Why should I care or need to worry about pointers and memory management in every part of my code?

Yeah as a C# developer I need to be aware if I'm passing a variable by value or reference.. but I don't want to and should not need to define this all the time. I know that built-in simple types (int, string, double) etc are passed as value... and everything else is passed as reference. So it's basically a non-issue.

I grew up learning C/C++ and having to deal with all the crap. Why oh why do I want to handle all of this myself?

I just want to code and focus on getting things done... C#, for example, allows me to do that.

You saying these things have "produced more harm than good" is so obviously coming from a more academic standpoint, or purist in the sense of "oh my god he doesn't even realize that those 8 bytes are going to be held up until the garbage collector comes, whereas I can deallocate that precious memory right away!". Sorry but almost no one cares. Yeah there are times where you need to care, but for most developers that time is... never.

The elitist attitudes on HN are astounding sometimes.
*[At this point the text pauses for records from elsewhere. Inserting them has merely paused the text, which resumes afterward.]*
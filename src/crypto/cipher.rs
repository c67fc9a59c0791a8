//! String-level encryption over numeric blocks.
//!
//! Block policy: plaintext is taken as UTF-8 bytes and cut into chunks of
//! `block_payload_len(n)` bytes. Each chunk is prefixed with a `0x01` sentinel
//! byte and read as a big-endian integer, so the block value is always below
//! `2^(bits(n) - 1)` and therefore below `n`. The sentinel keeps leading zero
//! bytes intact. Encrypted blocks travel as decimal integers separated by a
//! single space; the empty string encrypts to the empty line.

use std::fmt;

use num_bigint_dig::BigUint;

use super::math;
use crate::error::{ChatError, ChatResult};

/// Smallest modulus that leaves room for one payload byte after the sentinel
pub const MIN_MODULUS_BITS: usize = 17;

const BLOCK_SENTINEL: u8 = 0x01;
const BLOCK_DELIMITER: char = ' ';

/// Payload bytes carried by a single block under `modulus`.
pub fn block_payload_len(modulus: &BigUint) -> usize {
    (modulus.bits().saturating_sub(1) / 8).saturating_sub(1)
}

/// Ordered encrypted blocks, each strictly below the encrypting modulus
#[derive(Debug, Clone, PartialEq, Eq)]
pub struct Ciphertext {
    blocks: Vec<BigUint>,
}

impl Ciphertext {
    pub fn blocks(&self) -> &[BigUint] {
        &self.blocks
    }

    /// Parse a transport line, rejecting any block that is not below `modulus`
    pub fn parse(line: &str, modulus: &BigUint) -> ChatResult<Self> {
        let line = line.trim_end_matches(['\r', '\n']);
        if line.is_empty() {
            return Ok(Self { blocks: Vec::new() });
        }

        let mut blocks = Vec::new();
        for (index, token) in line.split(BLOCK_DELIMITER).enumerate() {
            if token.is_empty() || !token.bytes().all(|b| b.is_ascii_digit()) {
                return Err(ChatError::CryptoDecode(format!(
                    "block {} is not a decimal integer",
                    index
                )));
            }
            let value = token
                .parse::<BigUint>()
                .map_err(|e| ChatError::CryptoDecode(format!("block {}: {}", index, e)))?;
            if &value >= modulus {
                return Err(ChatError::CryptoDecode(format!(
                    "block {} is not below the modulus",
                    index
                )));
            }
            blocks.push(value);
        }
        Ok(Self { blocks })
    }
}

impl fmt::Display for Ciphertext {
    fn fmt(&self, f: &mut fmt::Formatter<'_>) -> fmt::Result {
        for (i, block) in self.blocks.iter().enumerate() {
            if i > 0 {
                write!(f, "{}", BLOCK_DELIMITER)?;
            }
            write!(f, "{}", block)?;
        }
        Ok(())
    }
}

fn check_modulus(modulus: &BigUint) -> ChatResult<usize> {
    let payload = block_payload_len(modulus);
    if modulus.bits() < MIN_MODULUS_BITS || payload == 0 {
        return Err(ChatError::Encryption(format!(
            "modulus of {} bits is too small for the block policy",
            modulus.bits()
        )));
    }
    Ok(payload)
}

/// Encrypt into structured ciphertext
pub fn encrypt_blocks(plaintext: &str, exponent: &BigUint, modulus: &BigUint) -> ChatResult<Ciphertext> {
    let payload = check_modulus(modulus)?;

    let blocks = plaintext
        .as_bytes()
        .chunks(payload)
        .map(|chunk| {
            let mut bytes = Vec::with_capacity(chunk.len() + 1);
            bytes.push(BLOCK_SENTINEL);
            bytes.extend_from_slice(chunk);
            let block = BigUint::from_bytes_be(&bytes);
            math::mod_pow(&block, exponent, modulus)
        })
        .collect();

    Ok(Ciphertext { blocks })
}

/// Encrypt `plaintext` under (`exponent`, `modulus`) into one transport line
pub fn encrypt(plaintext: &str, exponent: &BigUint, modulus: &BigUint) -> ChatResult<String> {
    Ok(encrypt_blocks(plaintext, exponent, modulus)?.to_string())
}

/// Decrypt one transport line with the private exponent
pub fn decrypt(ciphertext_line: &str, private_exponent: &BigUint, modulus: &BigUint) -> ChatResult<String> {
    let ciphertext = Ciphertext::parse(ciphertext_line, modulus)?;
    decrypt_blocks(&ciphertext, private_exponent, modulus)
}

fn decrypt_blocks(ciphertext: &Ciphertext, private_exponent: &BigUint, modulus: &BigUint) -> ChatResult<String> {
    let mut plaintext = Vec::new();

    for (index, block) in ciphertext.blocks.iter().enumerate() {
        let bytes = math::mod_pow(block, private_exponent, modulus).to_bytes_be();
        match bytes.split_first() {
            Some((&BLOCK_SENTINEL, payload)) if !payload.is_empty() => {
                plaintext.extend_from_slice(payload);
            }
            _ => {
                return Err(ChatError::CryptoDecode(format!(
                    "block {} has no valid sentinel",
                    index
                )));
            }
        }
    }

    Ok(String::from_utf8(plaintext)?)
}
Heaven forbid someone code without also managing every aspect of the underlying hardware!



How do you think these luxuries you were provided were given to you?

If you are operating within a managed usermode level of an operating system then what you say is perfectly valid, especially for programs that do not require high availability such as web servers. You can program in a managed environment and trust in your languages JIT/GC to handle low level optimization.

On embedded systems, software that requires high availability (video games for example), or kernel mode drivers and firmware, you are not always allowed that luxury. Understanding of and strong micromanagement of how memory is allocated and moved around the system becomes more and more crucial. It could be hardware limitations of the device that cause this, or in the case of firmware or drivers, any overhead that would be acceptable in a usermode application will be felt throughout the environment when you work on low-level.

TLDR you and the parent post are talking about apples and oranges.